**Try it**: Lines in the listing below that hold "dest" are the ones to copy.

**Provided entries**:
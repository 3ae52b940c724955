//! Command implementations
//!
//! Each command module provides a clap-derived struct and execute method.

pub mod build;
pub mod fetch;
//! Tool detection and validation
//!
//! Resolves the external tools the pipeline shells out to (scratchnative,
//! cc, c++) before they are invoked, so a missing tool fails with an
//! installation hint instead of an opaque spawn error.

use std::path::{Path, PathBuf};
use std::process::Command;

use anyhow::Result;
use which::which;

use crate::error::{hints, Scratch2ExeError};

/// Tool detection result
#[derive(Debug, Clone)]
pub struct ToolInfo {
    /// Tool name or user-supplied path
    pub name: String,
    /// Resolved path to the executable
    pub path: PathBuf,
}

/// Check if a tool exists and return its resolved path.
///
/// Values containing a path separator are treated as explicit paths
/// (the `--scratchnative /path/to/bin` case) rather than PATH lookups.
pub fn check_tool(tool: &str) -> Option<ToolInfo> {
    if tool.contains(std::path::MAIN_SEPARATOR) || tool.contains('/') {
        let path = Path::new(tool);
        if path.is_file() {
            return Some(ToolInfo {
                name: tool.to_string(),
                path: path.to_path_buf(),
            });
        }
        return None;
    }

    which(tool).ok().map(|path| ToolInfo {
        name: tool.to_string(),
        path,
    })
}

/// Require a tool to exist, return error with hint if missing
pub fn require_tool(tool: &str, required_for: &str) -> Result<ToolInfo> {
    match check_tool(tool) {
        Some(info) => Ok(info),
        None => Err(Scratch2ExeError::missing_tool(tool, required_for, tool_hint(tool)).into()),
    }
}

/// Get tool version by running `tool --version`, for verbose output
pub fn tool_version(tool: &str) -> Option<String> {
    let output = Command::new(tool).arg("--version").output().ok()?;
    if !output.status.success() {
        return None;
    }
    let version = String::from_utf8_lossy(&output.stdout);
    Some(version.lines().next().unwrap_or("").trim().to_string())
}

/// Get installation hint for a tool
fn tool_hint(tool: &str) -> String {
    match tool {
        "cc" | "gcc" | "clang" => hints::cc().to_string(),
        "c++" | "g++" | "clang++" => hints::cxx().to_string(),
        t if t.contains("scratchnative") => hints::scratchnative().to_string(),
        t => hints::generic(t),
    }
}

#[cfg(test)]
mod tests {
    use super::*;

    #[test]
    #[cfg(unix)]
    fn test_check_tool_in_path() {
        let info = check_tool("sh").expect("'sh' should be in PATH");
        assert!(info.path.is_absolute());
    }

    #[test]
    fn test_check_tool_missing() {
        assert!(check_tool("scratch2exe-no-such-tool").is_none());
    }

    #[test]
    fn test_check_tool_explicit_path_missing() {
        assert!(check_tool("/nonexistent/dir/scratchnative").is_none());
    }

    #[test]
    fn test_require_tool_reports_missing() {
        let err = require_tool("scratchnative-missing", "project transpilation").unwrap_err();
        let err = err.downcast_ref::<Scratch2ExeError>().unwrap();
        assert!(matches!(err, Scratch2ExeError::MissingTool { .. }));
    }
}
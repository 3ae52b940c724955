//! Build command implementation
//!
//! Runs the full pipeline: fetch → transpile → [compile] → cleanup.
//! Every external step has its exit status checked; a failing step aborts
//! the pipeline before cleanup so intermediate files survive for debugging.

use std::fs;
use std::path::Path;

use anyhow::{Context, Result};
use clap::Args;

use crate::commands::fetch::download_descriptor;
use crate::error::Scratch2ExeError;
use crate::exec::subprocess::{run_command, RunOutcome};
use crate::project::ProjectClient;
use crate::utils::terminal::{print_detail, print_step, print_success};
use crate::utils::tools::{require_tool, tool_version};

/// Intermediate source file between the transpile and compile steps
const TRANSPILED_SOURCE: &str = "output.cpp";

/// Fetch, transpile and compile a project to a native executable
#[derive(Args, Debug)]
pub struct BuildCommand {
    /// Scratch project id (the number in the project URL)
    pub project_id: u64,

    /// Skip native compilation; the transpiled source becomes the output
    #[arg(short = 'c', long = "skip-compile")]
    pub skip_compile: bool,

    /// Compile with the system C compiler instead of C++
    #[arg(long = "to_c")]
    pub to_c: bool,

    /// Output path for the final artifact
    #[arg(short = 'o', long, default_value = "output")]
    pub output: String,

    /// Descriptor filename; ".sb3" is appended on disk
    #[arg(long = "json", value_name = "NAME", default_value = "project.json")]
    pub json: String,

    /// Path to the scratchnative transpiler executable
    #[arg(
        long = "scratchnative",
        value_name = "PATH",
        default_value = "scratchnative"
    )]
    pub scratchnative: String,
}

impl BuildCommand {
    /// Execute the build command
    pub fn execute(self, verbose: bool) -> Result<()> {
        let client = ProjectClient::new()?;
        let descriptor = download_descriptor(&client, self.project_id, &self.json, verbose)?;

        self.transpile(&descriptor, verbose)?;

        if !self.skip_compile {
            self.compile(verbose)?;
            fs::remove_file(TRANSPILED_SOURCE)
                .with_context(|| format!("Failed to remove intermediate {}", TRANSPILED_SOURCE))?;
        }

        fs::remove_file(&descriptor)
            .with_context(|| format!("Failed to remove descriptor {}", descriptor.display()))?;

        print_success("Project Built!");
        Ok(())
    }

    /// Path the transpiler writes to: the final output when compilation
    /// is skipped, the fixed intermediate otherwise
    fn transpile_target(&self) -> &str {
        if self.skip_compile {
            &self.output
        } else {
            TRANSPILED_SOURCE
        }
    }

    /// System compiler selected by --to_c
    fn compiler(&self) -> &'static str {
        if self.to_c {
            "cc"
        } else {
            "c++"
        }
    }

    fn transpile(&self, descriptor: &Path, verbose: bool) -> Result<()> {
        let tool = require_tool(&self.scratchnative, "project transpilation")?;

        print_step("Compiling Scratch project...");
        if verbose {
            print_detail(&format!("transpiler: {}", tool.path.display()));
        }

        let args = vec![
            descriptor.display().to_string(),
            "-o".to_string(),
            self.transpile_target().to_string(),
        ];
        run_tool(
            &self.scratchnative,
            &args,
            "project transpilation",
            format!(
                "The downloaded descriptor {} was kept for debugging.",
                descriptor.display()
            ),
        )
    }

    fn compile(&self, verbose: bool) -> Result<()> {
        let compiler = self.compiler();
        require_tool(compiler, "native compilation")?;

        print_step(&format!(
            "Compiling {} output...",
            if self.to_c { "C" } else { "C++" }
        ));
        if verbose {
            if let Some(version) = tool_version(compiler) {
                print_detail(&version);
            }
        }

        let args = vec![
            TRANSPILED_SOURCE.to_string(),
            "-o".to_string(),
            self.output.clone(),
        ];
        run_tool(
            compiler,
            &args,
            "native compilation",
            format!("{} was kept for debugging.", TRANSPILED_SOURCE),
        )
    }
}

/// Run an external tool and turn a non-zero exit into a pipeline error
fn run_tool(tool: &str, args: &[String], required_for: &str, failure_hint: String) -> Result<()> {
    match run_command(tool, args)? {
        RunOutcome::NotFound => {
            // The tool disappeared between lookup and spawn
            Err(Scratch2ExeError::missing_tool(
                tool,
                required_for,
                crate::error::hints::generic(tool),
            )
            .into())
        }
        RunOutcome::Finished(result) if !result.success => {
            Err(Scratch2ExeError::tool_failure(tool, result.exit_code, Some(failure_hint)).into())
        }
        RunOutcome::Finished(_) => Ok(()),
    }
}
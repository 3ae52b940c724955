//! Subprocess execution for the transpile and compile steps
//!
//! Tools run with inherited stdio so their diagnostics reach the user
//! directly, and with an explicit argument list (never a shell string).
//! Calls block until the tool exits; no timeout is applied.

use std::io;
use std::process::{Command, Stdio};

use anyhow::{Context, Result};

/// Result of a subprocess execution
#[derive(Debug)]
pub struct CommandResult {
    /// Whether the command succeeded (exit code 0)
    pub success: bool,

    /// Process exit code (-1 when killed by a signal)
    pub exit_code: i32,
}

/// Outcome of trying to spawn an external tool
pub enum RunOutcome {
    /// The tool ran to completion (possibly with a non-zero exit)
    Finished(CommandResult),

    /// The tool executable could not be found
    NotFound,
}

/// Run a command with inherited stdio and report how it exited
pub fn run_command(program: &str, args: &[String]) -> Result<RunOutcome> {
    let mut cmd = Command::new(program);
    cmd.args(args);
    cmd.stdin(Stdio::inherit());
    cmd.stdout(Stdio::inherit());
    cmd.stderr(Stdio::inherit());

    let status = match cmd.status() {
        Ok(status) => status,
        Err(e) if e.kind() == io::ErrorKind::NotFound => return Ok(RunOutcome::NotFound),
        Err(e) => {
            return Err(e).with_context(|| format!("Failed to execute {}", program));
        }
    };

    Ok(RunOutcome::Finished(CommandResult {
        success: status.success(),
        exit_code: status.code().unwrap_or(-1),
    }))
}

#[cfg(test)]
mod tests {
    use super::*;

    #[test]
    #[cfg(unix)]
    fn test_run_command_success() {
        let outcome = run_command("true", &[]).unwrap();
        match outcome {
            RunOutcome::Finished(result) => {
                assert!(result.success);
                assert_eq!(result.exit_code, 0);
            }
            RunOutcome::NotFound => panic!("'true' should exist"),
        }
    }

    #[test]
    #[cfg(unix)]
    fn test_run_command_nonzero_exit() {
        let outcome = run_command("false", &[]).unwrap();
        match outcome {
            RunOutcome::Finished(result) => {
                assert!(!result.success);
                assert_ne!(result.exit_code, 0);
            }
            RunOutcome::NotFound => panic!("'false' should exist"),
        }
    }

    #[test]
    fn test_run_command_missing_tool() {
        let outcome = run_command("scratch2exe-no-such-tool", &[]).unwrap();
        assert!(matches!(outcome, RunOutcome::NotFound));
    }
}
//! scratch2exe CLI - compile Scratch projects to native executables
//!
//! Downloads a project descriptor from the Scratch API, hands it to the
//! external `scratchnative` transpiler, and optionally runs the system
//! C/C++ compiler on the generated source.
//!
//! ## Pipeline
//!
//! ```text
//! Scratch API → <json>.sb3 → scratchnative → output.cpp → cc/c++ → OUTPUT
//! ```

mod cli;
mod commands;
mod error;
mod exec;
mod project;
mod utils;

use clap::Parser;

use cli::Cli;
use error::Scratch2ExeError;

fn main() {
    let cli = Cli::parse();

    if let Err(err) = cli.execute() {
        match err.downcast_ref::<Scratch2ExeError>() {
            Some(e) => e.display_with_hints(),
            None => utils::terminal::print_error(&format!("{err:#}")),
        }
        std::process::exit(1);
    }
}
//! Fetch command implementation

use std::path::PathBuf;

use anyhow::Result;
use clap::Args;

use crate::project::{descriptor_path, ProjectClient};
use crate::utils::terminal::{create_spinner, print_detail, print_step, print_success};

/// Download a project descriptor from the Scratch API
#[derive(Args, Debug)]
pub struct FetchCommand {
    /// Scratch project id (the number in the project URL)
    pub project_id: u64,

    /// Descriptor filename; ".sb3" is appended on disk
    #[arg(long = "json", value_name = "NAME", default_value = "project.json")]
    pub json: String,
}

impl FetchCommand {
    /// Execute the fetch command
    pub fn execute(self, verbose: bool) -> Result<()> {
        let client = ProjectClient::new()?;
        let dest = download_descriptor(&client, self.project_id, &self.json, verbose)?;

        print_success(&format!("Fetched project! ({})", dest.display()));
        Ok(())
    }
}

/// Download the project descriptor, shared by `fetch` and `build`.
///
/// Returns the path of the descriptor written to the current directory.
pub(crate) fn download_descriptor(
    client: &ProjectClient,
    project_id: u64,
    json: &str,
    verbose: bool,
) -> Result<PathBuf> {
    let spinner = create_spinner(&format!("Downloading project {}...", project_id));

    let result: Result<_> = (|| {
        let info = client.lookup(project_id)?;
        let dest = descriptor_path(json);
        client.download(&info, &dest)?;
        Ok((info, dest))
    })();

    spinner.finish_and_clear();
    let (info, dest) = result?;

    print_step(&format!("Downloaded \"{}\"", info.title));
    if verbose {
        print_detail(&format!("descriptor: {}", dest.display()));
    }

    Ok(dest)
}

**Result for this exercise**:
        let dest = download_descriptor(&client, self.project_id, &self.json, verbose)?;
        print_success(&format!("Fetched project! ({})", dest.display()));
        let dest = descriptor_path(json);
        client.download(&info, &dest)?;
        Ok((info, dest))
    let (info, dest) = result?;
        print_detail(&format!("descriptor: {}", dest.display()));
    Ok(dest)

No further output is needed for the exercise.